Count every line in the following entries where the word "Pattern" appears. Give the count alone.

== EXCERPTED RECORDS ==

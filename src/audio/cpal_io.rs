//! Blocking capture/playback devices built on `cpal`.
//!
//! cpal is callback driven; the pipeline wants blocking `read` / `write`.
//! Each direction bridges the two with a [`RingBuffer`] behind a
//! `Mutex` + `Condvar`:
//!
//! ```text
//! mic ─▶ input callback (downmix) ─push─▶ SampleQueue ─pop (blocks)─▶ CpalCapture::read (resample)
//! CpalOutput::write (resample) ─push (blocks)─▶ SampleQueue ─pop─▶ output callback (upmix) ─▶ speaker
//! ```
//!
//! Each stream runs in whatever f32 configuration the device supports
//! closest to the pipeline's 44.1 kHz mono (see [`negotiate`]).  Queues hold
//! mono samples at the device rate; [`RateConverter`] bridges the rates on
//! the pipeline side so the callbacks stay cheap.
//!
//! A `cpal::Stream` is not `Send` on every platform, so every stream is
//! built, played and dropped on its own helper thread.  The handles the
//! pipeline holds only own the queue and a shutdown channel, which makes
//! them `Send`.

use std::sync::{mpsc, Arc, Condvar, Mutex, MutexGuard, PoisonError};
use std::thread::JoinHandle;

use cpal::traits::{DeviceTrait, HostTrait, StreamTrait};

use super::buffer::RingBuffer;
use super::codec::BYTES_PER_SAMPLE;
use super::device::{AudioBackend, CaptureDevice, DeviceError, OutputDevice, StreamSpec};
use super::resample::{downmix_into, upmix, RateConverter};
use crate::config::AudioConfig;

/// Buffer size used when the host reports no usable minimum (bytes).
pub const FALLBACK_BUFFER_BYTES: usize = 3584;

/// Queue capacity, in device buffers.
const QUEUE_BUFFERS: usize = 4;

// ---------------------------------------------------------------------------
// Sample conversion
// ---------------------------------------------------------------------------

/// Full scale for both directions, so every `i16` survives a round trip.
const I16_SCALE: f32 = 32768.0;

fn f32_to_i16(sample: f32) -> i16 {
    (sample * I16_SCALE)
        .round()
        .clamp(f32::from(i16::MIN), f32::from(i16::MAX)) as i16
}

fn i16_to_f32(sample: i16) -> f32 {
    f32::from(sample) / I16_SCALE
}

// ---------------------------------------------------------------------------
// SampleQueue
// ---------------------------------------------------------------------------

struct QueueState {
    samples: RingBuffer<i16>,
    /// Set by the stream error callback; wakes and fails blocked callers.
    failure: Option<String>,
    closed: bool,
    overwritten: u64,
    underruns: u64,
}

struct SampleQueue {
    state: Mutex<QueueState>,
    changed: Condvar,
    capacity: usize,
}

impl SampleQueue {
    fn new(capacity: usize) -> Self {
        Self {
            state: Mutex::new(QueueState {
                samples: RingBuffer::new(capacity),
                failure: None,
                closed: false,
                overwritten: 0,
                underruns: 0,
            }),
            changed: Condvar::new(),
            capacity,
        }
    }

    fn lock(&self) -> MutexGuard<'_, QueueState> {
        self.state.lock().unwrap_or_else(PoisonError::into_inner)
    }

    /// Capture side: never blocks, drops the oldest audio on overflow.
    fn push_overwrite(&self, samples: &[i16]) {
        let mut st = self.lock();
        let lost = st.samples.push_slice(samples);
        st.overwritten += lost as u64;
        drop(st);
        self.changed.notify_all();
    }

    /// Playback side: blocks until `samples` fit.
    fn push_blocking(&self, samples: &[i16]) -> Result<(), DeviceError> {
        let st = self.lock();
        let mut st = self
            .changed
            .wait_while(st, |s| {
                s.samples.free() < samples.len() && s.failure.is_none() && !s.closed
            })
            .unwrap_or_else(PoisonError::into_inner);
        Self::check(&st)?;
        st.samples.push_slice(samples);
        Ok(())
    }

    /// Capture side: blocks until `out` can be filled completely.
    fn pop_exact(&self, out: &mut [i16]) -> Result<usize, DeviceError> {
        let st = self.lock();
        let mut st = self
            .changed
            .wait_while(st, |s| {
                s.samples.len() < out.len() && s.failure.is_none() && !s.closed
            })
            .unwrap_or_else(PoisonError::into_inner);
        Self::check(&st)?;
        Ok(st.samples.pop_into(out))
    }

    /// Playback callback: never blocks, pads with silence on underrun.
    fn pop_or_silence(&self, out: &mut [i16]) {
        let mut st = self.lock();
        let n = st.samples.pop_into(out);
        if n < out.len() {
            out[n..].fill(0);
            st.underruns += 1;
        }
        drop(st);
        self.changed.notify_all();
    }

    fn fail(&self, message: String) {
        self.lock().failure.get_or_insert(message);
        self.changed.notify_all();
    }

    fn close(&self) -> (u64, u64) {
        let mut st = self.lock();
        st.closed = true;
        let counts = (st.overwritten, st.underruns);
        drop(st);
        self.changed.notify_all();
        counts
    }

    fn check(st: &QueueState) -> Result<(), DeviceError> {
        if let Some(message) = &st.failure {
            return Err(DeviceError::Io(message.clone()));
        }
        if st.closed {
            return Err(DeviceError::Closed);
        }
        Ok(())
    }
}
// SPDX-License-Identifier: BUSL-1.1
// Copyright (c) 2026 Alfred Jean LLC

use super::*;
use crate::pattern::Pattern;

#[test]
fn empty_block_is_inert() {
    assert!(Block::default().is_inert());
}

#[test]
fn block_with_include_is_not_inert() {
    let mut block = Block::default();
    block.include.push(Pattern::parse("**/*.go").unwrap());
    assert!(!block.is_inert());
}

#[test]
fn block_with_only_prep_is_not_inert() {
    let mut block = Block::default();
    block.preps.push(PrepSpec { command: "echo hi".into(), onchange: false });
    assert!(!block.is_inert());
}

#[test]
fn config_equality_is_structural() {
    let mut a = Config::new();
    a.variables.declare("shell", "bash").unwrap();
    let mut b = Config::new();
    b.variables.declare("shell", "bash").unwrap();
    assert_eq!(a, b);

    b.blocks.push(Block::default());
    assert_ne!(a, b);
}
// SPDX-License-Identifier: BUSL-1.1
// Copyright (c) 2026 Alfred Jean LLC

//! `$VAR` / `${VAR}` expansion against the process environment, applied to
//! prep and daemon command strings at parse time.

/// Expand `$NAME` and `${NAME}` references in `input` using `lookup`.
/// An unset variable expands to the empty string. `$$` is not special; a
/// lone trailing `$` is passed through verbatim.
pub fn expand(input: &str, lookup: impl Fn(&str) -> Option<String>) -> String {
    let mut out = String::with_capacity(input.len());
    let mut chars = input.char_indices().peekable();
    while let Some((_, c)) = chars.next() {
        if c != '$' {
            out.push(c);
            continue;
        }
        match chars.peek().copied() {
            Some((_, '{')) => {
                chars.next();
                let mut name = String::new();
                let mut closed = false;
                for (_, c) in chars.by_ref() {
                    if c == '}' {
                        closed = true;
                        break;
                    }
                    name.push(c);
                }
                if closed && is_identifier(&name) {
                    out.push_str(&lookup(&name).unwrap_or_default());
                } else {
                    out.push_str("${");
                    out.push_str(&name);
                    if closed {
                        out.push('}');
                    }
                }
            }
            Some((_, c)) if is_identifier_start(c) => {
                let mut name = String::new();
                while let Some(&(_, c)) = chars.peek() {
                    if is_identifier_char(c) {
                        name.push(c);
                        chars.next();
                    } else {
                        break;
                    }
                }
                out.push_str(&lookup(&name).unwrap_or_default());
            }
            _ => out.push('$'),
        }
    }
    out
}

fn is_identifier_start(c: char) -> bool {
    c.is_ascii_alphabetic() || c == '_'
}

fn is_identifier_char(c: char) -> bool {
    c.is_ascii_alphanumeric() || c == '_'
}

fn is_identifier(s: &str) -> bool {
    let mut chars = s.chars();
    match chars.next() {
        Some(c) if is_identifier_start(c) => chars.all(is_identifier_char),
        _ => false,
    }
}

#[cfg(test)]
mod tests {
    use super::expand;

    fn lookup(vars: &[(&str, &str)]) -> impl Fn(&str) -> Option<String> + '_ {
        move |name| vars.iter().find(|(k, _)| *k == name).map(|(_, v)| v.to_string())
    }

    #[test]
    fn expands_bare_and_braced_forms() {
        let vars = [("HOME", "/home/x"), ("FOO", "bar")];
        assert_eq!(expand("$HOME/$FOO", lookup(&vars)), "/home/x/bar");
        assert_eq!(expand("${HOME}_suffix", lookup(&vars)), "/home/x_suffix");
    }

    #[test]
    fn unset_variable_expands_to_empty() {
        assert_eq!(expand("x$MISSINGy", lookup(&[])), "xy");
    }

    #[test]
    fn trailing_dollar_passes_through() {
        assert_eq!(expand("price: $", lookup(&[])), "price: $");
    }

    #[test]
    fn unclosed_brace_is_left_verbatim() {
        assert_eq!(expand("${HOME", lookup(&[("HOME", "/x")])), "${HOME");
    }

    #[test]
    fn dollar_before_non_identifier_is_literal() {
        assert_eq!(expand("cost: $5", lookup(&[])), "cost: $5");
    }
}
// SPDX-License-Identifier: BUSL-1.1
// Copyright (c) 2026 Alfred Jean LLC

use async_trait::async_trait;
use thiserror::Error;

/// Errors from notify operations.
#[derive(Debug, Error)]
pub enum NotifyError {
    #[error("send failed: {0}")]
    SendFailed(String),
}

/// Reports a prep or daemon failure to whatever is watching the terminal.
#[async_trait]
pub trait Notifier: Send + Sync + 'static {
    async fn notify(&self, title: &str, message: &str) -> Result<(), NotifyError>;
}

/// Desktop notification via `notify-rust`.
///
/// On macOS, `notify-rust` uses `mac-notification-sys` (Cocoa bindings) to
/// send notifications via the Notification Center. The first notification
/// triggers `ensure_application_set()`, which runs an AppleScript to look up
/// a bundle identifier; in a long-lived watcher without Automation
/// permissions that AppleScript blocks forever. The bundle identifier is
/// pre-set at construction time to bypass the lookup entirely.
#[derive(Clone, Copy, Debug, Default)]
pub struct DesktopNotifier;

impl DesktopNotifier {
    pub fn new() -> Self {
        #[cfg(target_os = "macos")]
        {
            let _ = mac_notification_sys::set_application("com.apple.Terminal");
        }
        Self
    }
}

#[async_trait]
impl Notifier for DesktopNotifier {
    async fn notify(&self, title: &str, message: &str) -> Result<(), NotifyError> {
        let title = title.to_string();
        let message = message.to_string();
        // notify_rust::Notification::show() is synchronous on macOS; run it
        // on the blocking pool so it can't stall the watch loop.
        tokio::task::spawn_blocking(move || {
            tracing::info!(%title, %message, "sending desktop notification");
            match notify_rust::Notification::new().summary(&title).body(&message).show() {
                Ok(_) => tracing::debug!(%title, "desktop notification sent"),
                Err(e) => tracing::warn!(%title, error = %e, "desktop notification failed"),
            }
        });
        Ok(())
    }
}

/// Rings the terminal bell (`BEL`, 0x07) on stdout.
#[derive(Clone, Copy, Debug, Default)]
pub struct BellNotifier;

#[async_trait]
impl Notifier for BellNotifier {
    async fn notify(&self, _title: &str, _message: &str) -> Result<(), NotifyError> {
        use tokio::io::AsyncWriteExt;
        tokio::io::stdout()
            .write_all(b"\x07")
            .await
            .map_err(|e| NotifyError::SendFailed(e.to_string()))
    }
}

/// Fans a notification out to every notifier in the set.
#[derive(Default)]
pub struct NotifierSet {
    notifiers: Vec<Box<dyn Notifier>>,
}

impl NotifierSet {
    pub fn new() -> Self {
        Self::default()
    }

    pub fn push(&mut self, notifier: Box<dyn Notifier>) {
        self.notifiers.push(notifier);
    }

    pub fn is_empty(&self) -> bool {
        self.notifiers.is_empty()
    }
}

#[async_trait]
impl Notifier for NotifierSet {
    async fn notify(&self, title: &str, message: &str) -> Result<(), NotifyError> {
        for notifier in &self.notifiers {
            if let Err(e) = notifier.notify(title, message).await {
                tracing::warn!(error = %e, "notifier failed");
            }
        }
        Ok(())
    }
}

#[cfg(any(test, feature = "test-support"))]
mod fake {
    use super::{NotifyError, Notifier};
    use async_trait::async_trait;
    use parking_lot::Mutex;
    use std::sync::Arc;

    #[derive(Debug, Clone)]
    pub struct NotifyCall {
        pub title: String,
        pub message: String,
    }

    /// Records every call instead of sending anything, for tests.
    #[derive(Clone, Default)]
    pub struct FakeNotifier {
        calls: Arc<Mutex<Vec<NotifyCall>>>,
    }

    impl FakeNotifier {
        pub fn new() -> Self {
            Self::default()
        }

        pub fn calls(&self) -> Vec<NotifyCall> {
            self.calls.lock().clone()
        }
    }

    #[async_trait]
    impl Notifier for FakeNotifier {
        async fn notify(&self, title: &str, message: &str) -> Result<(), NotifyError> {
            self.calls.lock().push(NotifyCall { title: title.to_string(), message: message.to_string() });
            Ok(())
        }
    }
}

#[cfg(any(test, feature = "test-support"))]
pub use fake::{FakeNotifier, NotifyCall};

#[cfg(test)]
#[path = "notify_tests.rs"]
mod tests;
// SPDX-License-Identifier: BUSL-1.1
// Copyright (c) 2026 Alfred Jean LLC

use super::*;

#[test]
fn all_is_sorted_union_of_added_and_changed() {
    let m = Mod::new(
        vec!["./b.txt".to_string()],
        vec!["./a.txt".to_string()],
        vec!["./c.txt".to_string()],
    );
    assert_eq!(m.all(), vec!["./a.txt".to_string(), "./b.txt".to_string()]);
}

#[test]
fn empty_mod_is_empty() {
    assert!(Mod::new(vec![], vec![], vec![]).is_empty());
    assert!(!Mod::new(vec!["./a".to_string()], vec![], vec![]).is_empty());
}

#[test]
fn construction_enforces_disjointness() {
    let m = Mod::new(
        vec!["./a".to_string()],
        vec!["./a".to_string(), "./b".to_string()],
        vec!["./a".to_string(), "./b".to_string()],
    );
    assert_eq!(m.added().collect::<Vec<_>>(), vec!["./a"]);
    assert_eq!(m.changed().collect::<Vec<_>>(), vec!["./b"]);
    assert!(m.deleted().next().is_none());
}

#[test]
fn has_ignores_dot_slash_noise() {
    let m = Mod::new(vec!["./a/b.txt".to_string()], vec![], vec![]);
    assert!(m.has("a/b.txt"));
    assert!(m.has("./a/b.txt"));
    assert!(!m.has("a/c.txt"));
}

#[test]
fn clean_slash_path_collapses_dot_and_dotdot() {
    assert_eq!(clean_slash_path("./a/./b"), "a/b");
    assert_eq!(clean_slash_path("a/b/../c"), "a/c");
    assert_eq!(clean_slash_path(""), ".");
    assert_eq!(clean_slash_path("/a/../../b"), "/b");
}

#[test]
fn normalize_relative_to_root() {
    let root = Path::new("/proj");
    assert_eq!(normalize_path(root, Path::new("/proj/a/b.go")), "./a/b.go");
    assert_eq!(normalize_path(root, Path::new("/proj")), "./");
    assert_eq!(normalize_path(root, Path::new("/other/x")), "/other/x");
}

===

* [SOLUTION TO THE PROBLEM]:
2